MetaFast: fast reference-free graph-based comparison of shotgun metagenomic data

MOTIVATION High-throughput metagenomic sequencing has revolutionized our view on the structure and metabolic potential of microbial communities. However, analysis of metagenomic composition is often complicated by the high complexity of the community and the lack of related reference genomic sequences. As a start point for comparative metagenomic analysis, the researchers require efficient means for assessing pairwise similarity of the metagenomes (beta-diversity). A number of approaches were used to address this task, however, most of them have inherent disadvantages that limit their scope of applicability. For instance, the reference-based methods poorly perform on metagenomes from previously unstudied niches, while composition-based methods appear to be too abstract for straightforward interpretation and do not allow to identify the differentially abundant features. RESULTS We developed MetaFast, an approach that allows to represent a shotgun metagenome from an arbitrary environment as a modified de Bruijn graph consisting of simplified components. For multiple metagenomes, the resulting representation is used to obtain a pairwise similarity matrix. The dimensional structure of the metagenomic components preserved in our algorithm reflects the inherent subspecies-level diversity of microbiota. The method is computationally efficient and especially promising for an analysis of metagenomes from novel environmental niches. AVAILABILITY AND IMPLEMENTATION Source code and binaries are freely available for download at https://github.com/ctlab/metafast The code is written in Java and is platform independent (tested on Linux and Windows x86_64). CONTACT ulyantsev@rain.ifmo.ru SUPPLEMENTARY INFORMATION Supplementary data are available at Bioinformatics online.
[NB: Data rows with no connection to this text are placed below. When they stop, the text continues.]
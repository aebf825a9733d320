//! CIFAR-10 数据集（二进制版本）
//!
//! 每条记录为 1 字节类别 + 3072 字节像素（R、G、B 三个 32x32 平面，行优先）。
//! 训练集为`data_batch_1.bin`到`data_batch_5.bin`，测试集为`test_batch.bin`，
//! 类别名来自`batches.meta.txt`（每行一个）。

use std::fs::File;
use std::io::{BufReader, ErrorKind, Read};
use std::path::Path;

use tracing::info;

use crate::data::{DataError, Image, ImageSet};
use crate::tensor::Tensor;

/// 数据集名
pub const CIFAR10_NAME: &str = "cifar-10";

const CHANNELS: usize = 3;
const IMAGE_SIZE: usize = 32;
const PIXEL_COUNT: usize = CHANNELS * IMAGE_SIZE * IMAGE_SIZE;
const TRAINING_BATCHES: [&str; 5] = [
    "data_batch_1.bin",
    "data_batch_2.bin",
    "data_batch_3.bin",
    "data_batch_4.bin",
    "data_batch_5.bin",
];
const TEST_BATCH: &str = "test_batch.bin";
const META_FILE: &str = "batches.meta.txt";

/// 从`data_dir`载入CIFAR-10
pub fn load_cifar10(data_dir: &Path) -> Result<ImageSet, DataError> {
    let categories = read_categories(&data_dir.join(META_FILE))?;
    let mut image_set = ImageSet::new(CIFAR10_NAME, categories, CHANNELS, IMAGE_SIZE, IMAGE_SIZE);

    for batch in TRAINING_BATCHES {
        read_batch(&data_dir.join(batch), &mut image_set, false)?;
    }
    read_batch(&data_dir.join(TEST_BATCH), &mut image_set, true)?;

    info!(
        "已载入CIFAR-10：{}个训练样本，{}个测试样本",
        image_set.training.len(),
        image_set.test.len()
    );
    Ok(image_set)
}

fn read_categories(path: &Path) -> Result<Vec<String>, DataError> {
    let text = std::fs::read_to_string(path).map_err(|e| match e.kind() {
        ErrorKind::NotFound => DataError::FileNotFound(path.to_path_buf()),
        _ => DataError::IoError(e),
    })?;
    let categories: Vec<String> = text
        .lines()
        .map(str::trim)
        .filter(|line| !line.is_empty())
        .map(str::to_string)
        .collect();
    if categories.is_empty() {
        return Err(DataError::FormatError(format!(
            "{}中没有任何类别名",
            path.display()
        )));
    }
    Ok(categories)
}

/// 读取一个批次文件中的全部记录
pub(crate) fn read_batch(
    path: &Path,
    image_set: &mut ImageSet,
    is_test: bool,
) -> Result<(), DataError> {
    let file = File::open(path).map_err(|_| DataError::FileNotFound(path.to_path_buf()))?;
    let mut reader = BufReader::new(file);
    let mut record = [0u8; 1 + PIXEL_COUNT];
    let mut index = 0usize;
    loop {
        // 在记录边界处读到文件末尾即为正常结束
        let mut label = [0u8; 1];
        match reader.read(&mut label) {
            Ok(0) => break,
            Ok(_) => record[0] = label[0],
            Err(e) if e.kind() == ErrorKind::Interrupted => continue,
            Err(e) => return Err(e.into()),
        }
        reader.read_exact(&mut record[1..]).map_err(|e| {
            DataError::FormatError(format!(
                "{}的第{index}条记录不完整: {e}",
                path.display()
            ))
        })?;
        let pixels = record[1..].iter().map(|&p| f64::from(p) / 255.0).collect();
        let data = Tensor::from_vec(pixels, [1, CHANNELS, IMAGE_SIZE, IMAGE_SIZE]);
        image_set.add_image(Image::new(data, record[0] as usize), is_test)?;
        index += 1;
    }
    Ok(())
}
[1]  Robert D. Finn,et al.  EBI metagenomics in 2016 - an expanding and evolving resource for the analysis and archiving of metagenomic data , 2015, Nucleic Acids Res..

[2]  Eugene W. Myers,et al.  A whole-genome assembly of Drosophila. , 2000, Science.

[3]  Derrick E. Wood,et al.  Kraken: ultrafast metagenomic sequence classification using exact alignments , 2014, Genome Biology.

[4]  Michael R. Speicher,et al.  A survey of tools for variant analysis of next-generation genome sequencing data , 2013, Briefings Bioinform..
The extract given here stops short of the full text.